Beginning at the top of the listing, repeat each line exactly until the line with "ordered waitlist. Admission" has been repeated too.
::::::::
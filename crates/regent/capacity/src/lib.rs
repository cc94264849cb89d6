//! Regent Capacity - seat admission and waitlists
//!
//! Each finite-seat resource (a course run) has a [`CapacityLedger`]:
//! committed count against a maximum, plus an ordered waitlist. Admission
//! is a single atomic step — read, decide, mutate under one lock — so two
//! concurrent requests for the last open seat cannot both commit. The
//! [`LedgerStore`] shards ledgers per resource; requests against different
//! resources never contend.
//!
//! Admission is idempotent per claim: a replayed claim returns its recorded
//! outcome instead of double-counting. Overbooking is representable, but
//! only through the explicitly flagged reservation path, never as the
//! output of a normal admission.

#![deny(unsafe_code)]

pub mod ledger;
pub mod store;

pub use ledger::{Admission, AdmissionOutcome, CapacityLedger, CapacityParams, Release};
pub use store::{LedgerError, LedgerSnapshot, LedgerStore};

use serde::{Deserialize, Serialize};

/// Identity of a finite-seat resource.
#[derive(Clone, Debug, PartialEq, Eq, Hash, Serialize, Deserialize)]
pub struct ResourceId(pub String);

impl ResourceId {
    pub fn new(id: impl Into<String>) -> Self {
        Self(id.into())
    }

    pub fn as_str(&self) -> &str {
        &self.0
    }
}

impl std::fmt::Display for ResourceId {
    fn fmt(&self, f: &mut std::fmt::Formatter<'_>) -> std::fmt::Result {
        write!(f, "{}", self.0)
    }
}

/// A claim's correlation identity, supplied by the caller so crashed
/// requests can be replayed without double-counting.
#[derive(Clone, Debug, PartialEq, Eq, Hash, Serialize, Deserialize)]
pub struct ClaimId(pub String);

impl ClaimId {
    pub fn new(id: impl Into<String>) -> Self {
        Self(id.into())
    }

    pub fn generate() -> Self {
        Self(uuid::Uuid::new_v4().to_string())
    }

    pub fn as_str(&self) -> &str {
        &self.0
    }
}

impl std::fmt::Display for ClaimId {
    fn fmt(&self, f: &mut std::fmt::Formatter<'_>) -> std::fmt::Result {
        write!(f, "{}", self.0)
    }
}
::::::::
**Exercise solution**
filename crates/regent/capacity/src/lib.rs
repository cc94264849cb89d6
//! Regent Capacity - seat admission and waitlists
//!
//! Each finite-seat resource (a course run) has a [`CapacityLedger`]:
//! committed count against a maximum, plus an ordered waitlist. Admission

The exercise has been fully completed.